┌────────
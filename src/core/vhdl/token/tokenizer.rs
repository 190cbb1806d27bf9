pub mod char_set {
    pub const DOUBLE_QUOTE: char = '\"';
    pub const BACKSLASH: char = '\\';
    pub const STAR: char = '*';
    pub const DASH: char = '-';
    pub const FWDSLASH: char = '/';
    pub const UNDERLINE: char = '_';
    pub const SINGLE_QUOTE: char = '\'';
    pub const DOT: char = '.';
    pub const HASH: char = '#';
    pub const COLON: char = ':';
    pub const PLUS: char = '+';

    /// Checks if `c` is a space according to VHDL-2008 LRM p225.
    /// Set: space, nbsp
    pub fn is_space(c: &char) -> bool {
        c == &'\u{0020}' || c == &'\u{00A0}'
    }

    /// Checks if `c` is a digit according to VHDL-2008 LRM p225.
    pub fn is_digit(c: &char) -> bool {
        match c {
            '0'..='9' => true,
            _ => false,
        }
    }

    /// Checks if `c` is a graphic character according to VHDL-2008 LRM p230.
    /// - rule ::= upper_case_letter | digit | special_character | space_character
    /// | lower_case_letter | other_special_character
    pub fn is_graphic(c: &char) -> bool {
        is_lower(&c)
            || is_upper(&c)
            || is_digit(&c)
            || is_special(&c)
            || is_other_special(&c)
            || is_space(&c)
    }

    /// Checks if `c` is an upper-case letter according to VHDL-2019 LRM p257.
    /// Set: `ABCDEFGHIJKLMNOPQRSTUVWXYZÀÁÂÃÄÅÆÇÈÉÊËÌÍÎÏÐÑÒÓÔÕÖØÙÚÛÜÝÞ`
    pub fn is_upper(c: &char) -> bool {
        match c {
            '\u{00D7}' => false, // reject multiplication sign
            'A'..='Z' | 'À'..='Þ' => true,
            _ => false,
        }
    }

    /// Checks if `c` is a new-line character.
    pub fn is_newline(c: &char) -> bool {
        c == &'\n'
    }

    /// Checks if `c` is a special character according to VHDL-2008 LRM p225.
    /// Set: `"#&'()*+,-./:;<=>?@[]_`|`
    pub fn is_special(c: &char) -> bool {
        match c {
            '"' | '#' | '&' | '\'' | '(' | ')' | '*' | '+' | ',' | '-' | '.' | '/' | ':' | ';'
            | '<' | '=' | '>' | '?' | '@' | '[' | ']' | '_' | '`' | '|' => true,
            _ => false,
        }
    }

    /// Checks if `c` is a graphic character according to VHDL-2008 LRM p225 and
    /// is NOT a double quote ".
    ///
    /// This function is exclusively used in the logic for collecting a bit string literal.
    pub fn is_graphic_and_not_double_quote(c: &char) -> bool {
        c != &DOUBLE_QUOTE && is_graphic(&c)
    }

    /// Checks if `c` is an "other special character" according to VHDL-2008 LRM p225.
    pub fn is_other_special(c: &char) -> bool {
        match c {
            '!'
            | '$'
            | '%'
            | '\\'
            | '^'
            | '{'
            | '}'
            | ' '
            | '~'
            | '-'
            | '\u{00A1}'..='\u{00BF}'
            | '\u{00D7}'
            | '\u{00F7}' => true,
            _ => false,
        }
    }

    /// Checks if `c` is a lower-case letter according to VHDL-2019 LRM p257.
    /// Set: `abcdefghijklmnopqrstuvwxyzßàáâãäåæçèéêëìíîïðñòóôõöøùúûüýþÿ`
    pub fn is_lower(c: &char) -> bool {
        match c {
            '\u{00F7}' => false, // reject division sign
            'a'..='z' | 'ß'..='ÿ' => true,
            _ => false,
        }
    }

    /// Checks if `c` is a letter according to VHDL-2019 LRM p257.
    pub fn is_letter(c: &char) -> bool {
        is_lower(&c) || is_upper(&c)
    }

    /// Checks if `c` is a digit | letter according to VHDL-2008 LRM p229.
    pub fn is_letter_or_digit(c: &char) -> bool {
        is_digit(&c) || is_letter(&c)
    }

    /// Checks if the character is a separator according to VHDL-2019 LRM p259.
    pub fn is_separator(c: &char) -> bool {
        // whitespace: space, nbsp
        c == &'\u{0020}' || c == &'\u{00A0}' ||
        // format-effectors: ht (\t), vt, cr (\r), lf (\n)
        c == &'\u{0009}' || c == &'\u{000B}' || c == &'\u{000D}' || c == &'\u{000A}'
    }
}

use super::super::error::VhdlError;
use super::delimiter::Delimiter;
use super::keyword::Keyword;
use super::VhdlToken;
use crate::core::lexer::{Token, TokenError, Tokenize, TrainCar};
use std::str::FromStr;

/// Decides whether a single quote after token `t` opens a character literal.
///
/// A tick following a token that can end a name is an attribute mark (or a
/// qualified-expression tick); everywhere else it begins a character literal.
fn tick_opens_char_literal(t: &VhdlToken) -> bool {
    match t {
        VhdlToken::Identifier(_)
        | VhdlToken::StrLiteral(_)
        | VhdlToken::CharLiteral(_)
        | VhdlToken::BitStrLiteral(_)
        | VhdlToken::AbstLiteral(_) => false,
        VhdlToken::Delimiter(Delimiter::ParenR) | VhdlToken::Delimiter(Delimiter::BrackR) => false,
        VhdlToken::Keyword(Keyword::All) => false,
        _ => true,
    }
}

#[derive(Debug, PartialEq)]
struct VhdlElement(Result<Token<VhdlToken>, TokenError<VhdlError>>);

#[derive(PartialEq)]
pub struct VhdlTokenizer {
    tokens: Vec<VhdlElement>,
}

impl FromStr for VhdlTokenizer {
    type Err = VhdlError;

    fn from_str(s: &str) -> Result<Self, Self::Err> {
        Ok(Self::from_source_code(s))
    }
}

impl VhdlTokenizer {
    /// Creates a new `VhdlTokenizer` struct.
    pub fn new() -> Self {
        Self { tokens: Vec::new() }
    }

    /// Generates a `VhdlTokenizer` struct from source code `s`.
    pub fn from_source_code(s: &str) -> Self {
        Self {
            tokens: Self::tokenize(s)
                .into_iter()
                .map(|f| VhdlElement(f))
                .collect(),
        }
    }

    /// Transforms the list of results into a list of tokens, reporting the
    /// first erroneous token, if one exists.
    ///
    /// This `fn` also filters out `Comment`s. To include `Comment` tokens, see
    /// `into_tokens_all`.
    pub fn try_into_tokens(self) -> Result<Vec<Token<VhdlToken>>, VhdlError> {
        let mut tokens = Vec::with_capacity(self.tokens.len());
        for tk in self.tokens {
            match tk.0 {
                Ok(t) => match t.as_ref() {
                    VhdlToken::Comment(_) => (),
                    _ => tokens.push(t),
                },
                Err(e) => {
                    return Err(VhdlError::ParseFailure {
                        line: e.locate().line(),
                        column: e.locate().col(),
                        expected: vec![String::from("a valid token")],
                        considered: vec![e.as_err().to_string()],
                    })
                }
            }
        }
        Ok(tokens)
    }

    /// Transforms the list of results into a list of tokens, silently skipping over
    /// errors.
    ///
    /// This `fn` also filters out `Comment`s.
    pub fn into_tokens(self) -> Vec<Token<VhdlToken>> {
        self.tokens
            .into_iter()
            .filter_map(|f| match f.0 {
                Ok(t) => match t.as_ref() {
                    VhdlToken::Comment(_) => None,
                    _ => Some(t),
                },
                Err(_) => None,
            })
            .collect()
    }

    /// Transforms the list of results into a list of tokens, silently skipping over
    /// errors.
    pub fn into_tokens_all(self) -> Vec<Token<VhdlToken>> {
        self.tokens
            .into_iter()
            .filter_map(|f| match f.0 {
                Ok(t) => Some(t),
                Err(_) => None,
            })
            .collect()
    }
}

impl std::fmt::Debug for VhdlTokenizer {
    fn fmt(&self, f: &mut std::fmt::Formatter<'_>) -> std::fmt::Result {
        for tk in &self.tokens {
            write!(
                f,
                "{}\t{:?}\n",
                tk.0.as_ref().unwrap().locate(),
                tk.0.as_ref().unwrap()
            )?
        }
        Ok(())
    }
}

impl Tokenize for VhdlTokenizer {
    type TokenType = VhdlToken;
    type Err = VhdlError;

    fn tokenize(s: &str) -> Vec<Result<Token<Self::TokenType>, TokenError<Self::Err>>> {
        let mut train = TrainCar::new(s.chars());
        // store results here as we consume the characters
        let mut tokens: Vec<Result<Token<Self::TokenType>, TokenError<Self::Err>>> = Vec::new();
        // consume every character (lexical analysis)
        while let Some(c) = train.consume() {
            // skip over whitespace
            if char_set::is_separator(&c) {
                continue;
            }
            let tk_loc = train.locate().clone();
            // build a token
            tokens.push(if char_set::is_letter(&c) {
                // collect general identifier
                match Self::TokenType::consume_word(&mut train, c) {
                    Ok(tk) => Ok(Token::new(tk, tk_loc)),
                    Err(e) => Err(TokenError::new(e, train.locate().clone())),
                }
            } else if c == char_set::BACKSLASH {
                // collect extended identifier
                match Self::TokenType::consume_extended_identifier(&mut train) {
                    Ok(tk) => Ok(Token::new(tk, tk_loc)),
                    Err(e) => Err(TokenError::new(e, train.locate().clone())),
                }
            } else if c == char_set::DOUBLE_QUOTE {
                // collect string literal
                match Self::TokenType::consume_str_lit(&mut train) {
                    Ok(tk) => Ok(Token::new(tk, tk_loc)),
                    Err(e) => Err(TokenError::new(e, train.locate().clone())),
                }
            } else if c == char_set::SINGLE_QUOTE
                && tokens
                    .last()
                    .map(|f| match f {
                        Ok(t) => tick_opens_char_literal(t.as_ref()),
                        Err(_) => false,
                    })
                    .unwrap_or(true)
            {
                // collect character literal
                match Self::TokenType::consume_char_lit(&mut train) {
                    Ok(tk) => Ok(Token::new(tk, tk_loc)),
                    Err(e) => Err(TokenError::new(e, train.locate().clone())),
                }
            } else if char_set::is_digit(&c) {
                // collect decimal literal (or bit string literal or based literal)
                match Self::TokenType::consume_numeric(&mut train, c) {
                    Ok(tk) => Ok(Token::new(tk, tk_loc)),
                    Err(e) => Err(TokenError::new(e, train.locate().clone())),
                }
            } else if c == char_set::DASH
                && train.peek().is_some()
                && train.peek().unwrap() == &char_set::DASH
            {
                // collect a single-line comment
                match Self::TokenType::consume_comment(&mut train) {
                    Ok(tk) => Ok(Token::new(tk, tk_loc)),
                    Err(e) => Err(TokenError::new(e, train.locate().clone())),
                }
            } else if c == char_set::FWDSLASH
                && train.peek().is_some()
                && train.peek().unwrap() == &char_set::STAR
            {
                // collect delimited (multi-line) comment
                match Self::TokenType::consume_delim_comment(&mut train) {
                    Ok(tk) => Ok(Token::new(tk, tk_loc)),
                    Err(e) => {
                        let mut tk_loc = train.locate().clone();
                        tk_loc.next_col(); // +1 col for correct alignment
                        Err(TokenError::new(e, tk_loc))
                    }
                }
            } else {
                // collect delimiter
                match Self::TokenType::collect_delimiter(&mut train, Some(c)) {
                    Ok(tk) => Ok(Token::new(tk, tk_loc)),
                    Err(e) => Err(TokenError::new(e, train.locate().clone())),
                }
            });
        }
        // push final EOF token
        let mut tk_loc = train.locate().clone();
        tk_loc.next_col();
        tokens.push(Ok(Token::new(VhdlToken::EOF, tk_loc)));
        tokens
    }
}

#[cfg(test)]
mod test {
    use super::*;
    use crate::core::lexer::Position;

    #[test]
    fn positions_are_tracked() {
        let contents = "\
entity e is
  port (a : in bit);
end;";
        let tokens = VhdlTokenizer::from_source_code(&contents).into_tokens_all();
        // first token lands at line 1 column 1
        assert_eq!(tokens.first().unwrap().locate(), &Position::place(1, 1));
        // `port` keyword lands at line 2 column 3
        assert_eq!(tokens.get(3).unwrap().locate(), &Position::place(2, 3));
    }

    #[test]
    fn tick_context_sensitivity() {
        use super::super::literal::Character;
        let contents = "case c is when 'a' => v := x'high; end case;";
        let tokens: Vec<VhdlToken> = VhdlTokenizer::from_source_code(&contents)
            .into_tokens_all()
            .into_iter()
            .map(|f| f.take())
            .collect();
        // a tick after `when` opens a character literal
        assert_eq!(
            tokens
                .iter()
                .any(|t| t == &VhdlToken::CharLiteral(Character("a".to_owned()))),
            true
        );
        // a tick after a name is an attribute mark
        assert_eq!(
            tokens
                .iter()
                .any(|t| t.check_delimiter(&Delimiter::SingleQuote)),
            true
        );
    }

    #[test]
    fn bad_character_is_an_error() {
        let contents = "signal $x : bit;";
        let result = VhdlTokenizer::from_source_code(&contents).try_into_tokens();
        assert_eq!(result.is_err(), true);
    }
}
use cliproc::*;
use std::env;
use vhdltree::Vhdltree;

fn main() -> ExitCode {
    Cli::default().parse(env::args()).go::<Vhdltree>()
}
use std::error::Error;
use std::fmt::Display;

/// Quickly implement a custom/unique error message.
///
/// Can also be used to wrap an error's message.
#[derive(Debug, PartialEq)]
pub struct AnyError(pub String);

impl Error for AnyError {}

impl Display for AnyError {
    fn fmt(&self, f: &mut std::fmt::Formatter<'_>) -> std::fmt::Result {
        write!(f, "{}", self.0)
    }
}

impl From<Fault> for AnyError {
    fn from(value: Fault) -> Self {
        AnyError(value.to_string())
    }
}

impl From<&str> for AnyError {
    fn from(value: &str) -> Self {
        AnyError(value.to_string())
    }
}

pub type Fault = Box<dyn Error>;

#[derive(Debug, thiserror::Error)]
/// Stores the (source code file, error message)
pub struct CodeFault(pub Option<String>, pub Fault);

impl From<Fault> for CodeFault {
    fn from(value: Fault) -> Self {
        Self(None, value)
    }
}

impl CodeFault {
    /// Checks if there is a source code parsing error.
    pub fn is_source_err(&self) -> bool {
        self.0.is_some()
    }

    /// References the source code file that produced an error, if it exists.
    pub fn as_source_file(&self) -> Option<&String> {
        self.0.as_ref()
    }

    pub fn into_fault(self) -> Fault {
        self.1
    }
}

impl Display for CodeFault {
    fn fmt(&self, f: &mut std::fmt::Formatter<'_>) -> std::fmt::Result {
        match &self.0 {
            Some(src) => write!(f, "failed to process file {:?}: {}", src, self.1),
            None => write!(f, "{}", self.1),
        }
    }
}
└────────
┌────────
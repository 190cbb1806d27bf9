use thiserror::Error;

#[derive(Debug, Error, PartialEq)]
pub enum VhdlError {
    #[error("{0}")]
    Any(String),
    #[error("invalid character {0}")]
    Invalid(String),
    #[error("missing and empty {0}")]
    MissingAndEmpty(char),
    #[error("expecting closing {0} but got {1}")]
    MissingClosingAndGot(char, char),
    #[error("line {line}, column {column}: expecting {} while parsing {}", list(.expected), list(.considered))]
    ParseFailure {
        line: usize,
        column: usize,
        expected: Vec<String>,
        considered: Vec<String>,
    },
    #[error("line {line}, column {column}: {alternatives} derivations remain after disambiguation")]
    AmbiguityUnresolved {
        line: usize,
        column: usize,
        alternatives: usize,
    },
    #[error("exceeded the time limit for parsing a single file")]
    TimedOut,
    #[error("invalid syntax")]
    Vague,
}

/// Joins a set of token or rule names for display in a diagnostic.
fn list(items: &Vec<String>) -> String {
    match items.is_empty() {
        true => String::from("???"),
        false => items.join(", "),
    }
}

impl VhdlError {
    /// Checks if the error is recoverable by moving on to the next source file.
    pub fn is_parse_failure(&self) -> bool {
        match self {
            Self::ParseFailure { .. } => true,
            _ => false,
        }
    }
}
└────────
• Work request
Copy every line in the data above that has the string "write" in it.

• Exercise result
            write!(
        write!(f, "{}", self.0)
            Some(src) => write!(f, "failed to process file {:?}: {}", src, self.1),
            None => write!(f, "{}", self.1),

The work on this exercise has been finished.